> **PROBLEM TO SOLVE**
As the answer, give every line of the records that includes the word "trim".

Collected data:
· · · ·
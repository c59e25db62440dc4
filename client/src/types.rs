//! Wire types for the webhook backend.
//!
//! All entities except the session token are owned by the backend; these are
//! read-only copies decoded from its camelCase JSON.

use chrono::{DateTime, Utc};
use serde::{Deserialize, Serialize};
use serde_json::Value;

/// An authenticated account.
#[derive(Debug, Clone, PartialEq, Eq, Serialize, Deserialize)]
#[serde(rename_all = "camelCase")]
pub struct User {
    pub id: String,
    pub email: String,
    /// Absent in some login/register responses.
    #[serde(default, skip_serializing_if = "Option::is_none")]
    pub created_at: Option<DateTime<Utc>>,
}

/// Response body of `POST /auth/login` and `POST /auth/register`.
#[derive(Debug, Clone, PartialEq, Eq, Deserialize)]
pub struct AuthResponse {
    pub access_token: String,
    pub user: User,
}

/// Response body of `GET /auth/profile`.
///
/// The backend wraps the user as `{ "user": {...} }`; a bare user object is
/// accepted as well.
#[derive(Debug, Clone, Deserialize)]
#[serde(untagged)]
pub(crate) enum ProfileResponse {
    Wrapped { user: User },
    Bare(User),
}

impl ProfileResponse {
    pub(crate) fn into_user(self) -> User {
        match self {
            Self::Wrapped { user } | Self::Bare(user) => user,
        }
    }
}

/// Credentials sent to the register and login endpoints.
#[derive(Debug, Serialize)]
pub(crate) struct Credentials<'a> {
    pub email: &'a str,
    pub password: &'a str,
}

/// Body of `POST /webhooks/subscribe`.
#[derive(Debug, Clone, PartialEq, Eq, Serialize)]
#[serde(rename_all = "camelCase")]
pub struct NewSubscription {
    pub source_url: String,
    pub callback_url: String,
    /// `None` asks the backend to generate a secret.
    #[serde(skip_serializing_if = "Option::is_none")]
    pub secret: Option<String>,
}

impl NewSubscription {
    /// Builds a request, treating a blank secret as "auto-generate".
    #[must_use]
    pub fn new(
        source_url: impl Into<String>,
        callback_url: impl Into<String>,
        secret: Option<&str>,
    ) -> Self {
        Self {
            source_url: source_url.into().trim().to_string(),
            callback_url: callback_url.into().trim().to_string(),
            secret: secret
                .map(str::trim)
                .filter(|s| !s.is_empty())
                .map(str::to_string),
        }
    }
}

/// Owner summary optionally embedded in a subscription.
#[derive(Debug, Clone, PartialEq, Eq, Serialize, Deserialize)]
pub struct SubscriptionOwner {
    pub id: String,
    pub email: String,
}

/// Aggregate counts the backend attaches as `_count`.
#[derive(Debug, Clone, Copy, Default, PartialEq, Eq, Serialize, Deserialize)]
pub struct SubscriptionCounts {
    #[serde(default)]
    pub events: u64,
}

/// A user-owned record describing a source of events and their forwarding target.
#[derive(Debug, Clone, PartialEq, Eq, Serialize, Deserialize)]
#[serde(rename_all = "camelCase")]
pub struct WebhookSubscription {
    pub id: String,
    pub source_url: String,
    pub callback_url: String,
    #[serde(default, skip_serializing_if = "Option::is_none")]
    pub secret: Option<String>,
    pub is_active: bool,
    pub user_id: String,
    pub created_at: DateTime<Utc>,
    pub updated_at: DateTime<Utc>,
    #[serde(default, skip_serializing_if = "Option::is_none")]
    pub user: Option<SubscriptionOwner>,
    #[serde(rename = "_count", default, skip_serializing_if = "Option::is_none")]
    pub counts: Option<SubscriptionCounts>,
}

impl WebhookSubscription {
    /// Number of events recorded against this subscription (0 when not reported).
    #[must_use]
    pub fn event_count(&self) -> u64 {
        self.counts.map(|c| c.events).unwrap_or(0)
    }

    /// Cancelling is only meaningful for an active subscription.
    #[must_use]
    pub fn can_cancel(&self) -> bool {
        self.is_active
    }

    /// Deleting is only offered once a subscription has been cancelled.
    #[must_use]
    pub fn can_delete(&self) -> bool {
        !self.is_active
    }
}

/// A single delivery recorded against a subscription.
#[derive(Debug, Clone, PartialEq, Serialize, Deserialize)]
#[serde(rename_all = "camelCase")]
pub struct WebhookEvent {
    pub id: String,
    pub subscription_id: String,
    pub event_type: String,
    #[serde(default)]
    pub payload: Value,
    #[serde(default, skip_serializing_if = "Option::is_none")]
    pub headers: Option<Value>,
    pub processed: bool,
    #[serde(default, skip_serializing_if = "Option::is_none")]
    pub processing_error: Option<String>,
    #[serde(default)]
    pub retry_count: u32,
    pub created_at: DateTime<Utc>,
    #[serde(default, skip_serializing_if = "Option::is_none")]
    pub processed_at: Option<DateTime<Utc>>,
}

/// Response of `GET /webhooks/:id`: the subscription plus its events.
#[derive(Debug, Clone, PartialEq, Deserialize)]
pub struct SubscriptionDetail {
    #[serde(flatten)]
    pub subscription: WebhookSubscription,
    #[serde(default)]
    pub events: Vec<WebhookEvent>,
}

/// Raw outcome of a test fire against `/webhook-events/:id`.
#[derive(Debug, Clone, PartialEq)]
pub struct TestFireResponse {
    /// HTTP status returned by the ingress endpoint.
    pub status: u16,
    /// Decoded JSON body.
    pub body: Value,
}

impl TestFireResponse {
    /// Returns true for any 2xx status.
    #[must_use]
    pub fn is_success(&self) -> bool {
        (200..300).contains(&self.status)
    }

    /// The `eventId` echoed by the backend, if any.
    #[must_use]
    pub fn event_id(&self) -> Option<&str> {
        self.body.get("eventId").and_then(Value::as_str)
    }
}

#[cfg(test)]
mod tests {
    use super::*;
    use serde_json::json;

    fn subscription_json(active: bool) -> Value {
        json!({
            "id": "sub_1",
            "sourceUrl": "https://src.example",
            "callbackUrl": "https://cb.example",
            "secret": "whsec_abc",
            "isActive": active,
            "userId": "usr_1",
            "createdAt": "2024-05-01T10:00:00.000Z",
            "updatedAt": "2024-05-01T10:00:00.000Z",
            "_count": { "events": 3 }
        })
    }

    #[test]
    fn subscription_decodes_camel_case_and_counts() {
        let sub: WebhookSubscription = serde_json::from_value(subscription_json(true)).unwrap();
        assert_eq!(sub.source_url, "https://src.example");
        assert_eq!(sub.secret.as_deref(), Some("whsec_abc"));
        assert_eq!(sub.event_count(), 3);
        assert!(sub.user.is_none());
    }

    #[test]
    fn subscription_without_counts_reports_zero_events() {
        let mut value = subscription_json(true);
        value.as_object_mut().unwrap().remove("_count");
        let sub: WebhookSubscription = serde_json::from_value(value).unwrap();
        assert_eq!(sub.event_count(), 0);
    }

    #[test]
    fn action_gating_follows_is_active() {
        let active: WebhookSubscription = serde_json::from_value(subscription_json(true)).unwrap();
        assert!(active.can_cancel());
        assert!(!active.can_delete());

        let inactive: WebhookSubscription =
            serde_json::from_value(subscription_json(false)).unwrap();
        assert!(!inactive.can_cancel());
        assert!(inactive.can_delete());
    }

    #[test]
    fn new_subscription_omits_blank_secret() {
        let req = NewSubscription::new("https://src.example", "https://cb.example", Some("   "));
        assert!(req.secret.is_none());

        let body = serde_json::to_value(&req).unwrap();
        assert_eq!(
            body,
            json!({"sourceUrl": "https://src.example", "callbackUrl": "https://cb.example"})
        );
    }

    #[test]
    fn new_subscription_keeps_explicit_secret() {
        let req = NewSubscription::new(" https://a ", "https://b", Some("s3cret"));
        assert_eq!(req.source_url, "https://a");
        assert_eq!(req.secret.as_deref(), Some("s3cret"));
    }

    #[test]
    fn profile_accepts_wrapped_and_bare_users() {
        let wrapped: ProfileResponse =
            serde_json::from_value(json!({"user": {"id": "1", "email": "a@b.com"}})).unwrap();
        assert_eq!(wrapped.into_user().email, "a@b.com");

        let bare: ProfileResponse = serde_json::from_value(json!({
            "id": "1",
            "email": "c@d.com",
            "createdAt": "2024-05-01T10:00:00Z"
        }))
        .unwrap();
        let user = bare.into_user();
        assert_eq!(user.email, "c@d.com");
        assert!(user.created_at.is_some());
    }

    #[test]
    fn detail_flattens_subscription_and_defaults_events() {
        let detail: SubscriptionDetail = serde_json::from_value(subscription_json(true)).unwrap();
        assert_eq!(detail.subscription.id, "sub_1");
        assert!(detail.events.is_empty());
    }

    #[test]
    fn event_decodes_optional_fields() {
        let event: WebhookEvent = serde_json::from_value(json!({
            "id": "evt_1",
            "subscriptionId": "sub_1",
            "eventType": "user.created",
            "payload": {"user": {"id": "u"}},
            "processed": false,
            "processingError": "callback returned 500",
            "retryCount": 2,
            "createdAt": "2024-05-01T10:00:00Z"
        }))
        .unwrap();
        assert_eq!(event.retry_count, 2);
        assert_eq!(
            event.processing_error.as_deref(),
            Some("callback returned 500")
        );
        assert!(event.processed_at.is_none());
    }

    #[test]
    fn test_fire_response_reads_event_id() {
        let response = TestFireResponse {
            status: 201,
            body: json!({"eventId": "evt_9"}),
        };
        assert!(response.is_success());
        assert_eq!(response.event_id(), Some("evt_9"));

        let failed = TestFireResponse {
            status: 404,
            body: json!({"message": "not found"}),
        };
        assert!(!failed.is_success());
        assert_eq!(failed.event_id(), None);
    }
}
· · · ·
> **ANSWER TO THIS TASK**
            source_url: source_url.into().trim().to_string(),
            callback_url: callback_url.into().trim().to_string(),
                .map(str::trim)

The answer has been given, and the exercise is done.